I hope this clarifies the matter for the Deputy.

Question No. 53 answered with Question No. 9.

Social Welfare Benefits

Ceisteanna (54)

Emer Higgins

Ceist:

54. Deputy Emer Higgins asked the Minister for Social Protection the status of the extension of rent supplement for victims of domestic violence. [57540/21]

Amharc ar fhreagra

Freagraí scríofa (Ceist ar Social)

Responsibility for the development and provision of services to support victims of domestic violence is a cross government body of work involving Department of Justice, Department of Housing, Local Government and Heritage, Department of Children, Equality, Disability, Integration and Youth (DCEDIY) and associated agencies. The co-ordination of the services addressing the needs of these customers is managed by The Child and Family Agency, Tusla. The accommodation needs of victims of domestic violence are met through this joined-up service delivery model provided by Tusla with the close involvement of the various housing authorities nationwide.

In August 2020, in response to the Covid-19 pandemic, I agreed to make rent supplement more accessible to victims of domestic violence. This has ensured that victims of domestic violence are not prevented from leaving their home because of financial or accommodation difficulties.

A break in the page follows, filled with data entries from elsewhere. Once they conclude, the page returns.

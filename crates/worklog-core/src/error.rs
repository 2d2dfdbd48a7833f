//! Error types for Worklog.

use thiserror::Error;

#[derive(Error, Debug)]
pub enum WorklogError {
    #[error("Feed fetch failed: {0}")]
    FetchError(#[from] reqwest::Error),

    #[error("Database error: {0}")]
    DatabaseError(#[from] rusqlite::Error),

    #[error("IO error: {0}")]
    IoError(#[from] std::io::Error),

    #[error("JSON error: {0}")]
    JsonError(#[from] serde_json::Error),
}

For victims of domestic violence the measure provides that the standard rent supplement means test does not apply for an initial three month period. After the initial three-month period, a further three-month extension may be provided, subject to the usual rent supplement means assessment. After six months, if the tenant has a long-term housing need, they can apply to their local housing authority for social housing supports and, if eligible, will be able to access the Housing Assistance Payment (HAP), a social housing support provided by Local Authorities.

Access to rent supplement is additional and complementary to, and not a substitution for, the range of other supports already in place for victims of domestic violence.

Following a review of the measure after twelve months of operation involving all key stakeholders, I recently announced that victims of domestic violence will be granted easier access to rent supplement on a permanent basis. This ensures that victims of domestic violence can continue to get immediate access to rent supplement for a three month period to ensure that they are not prevented from leaving their home because of financial concerns.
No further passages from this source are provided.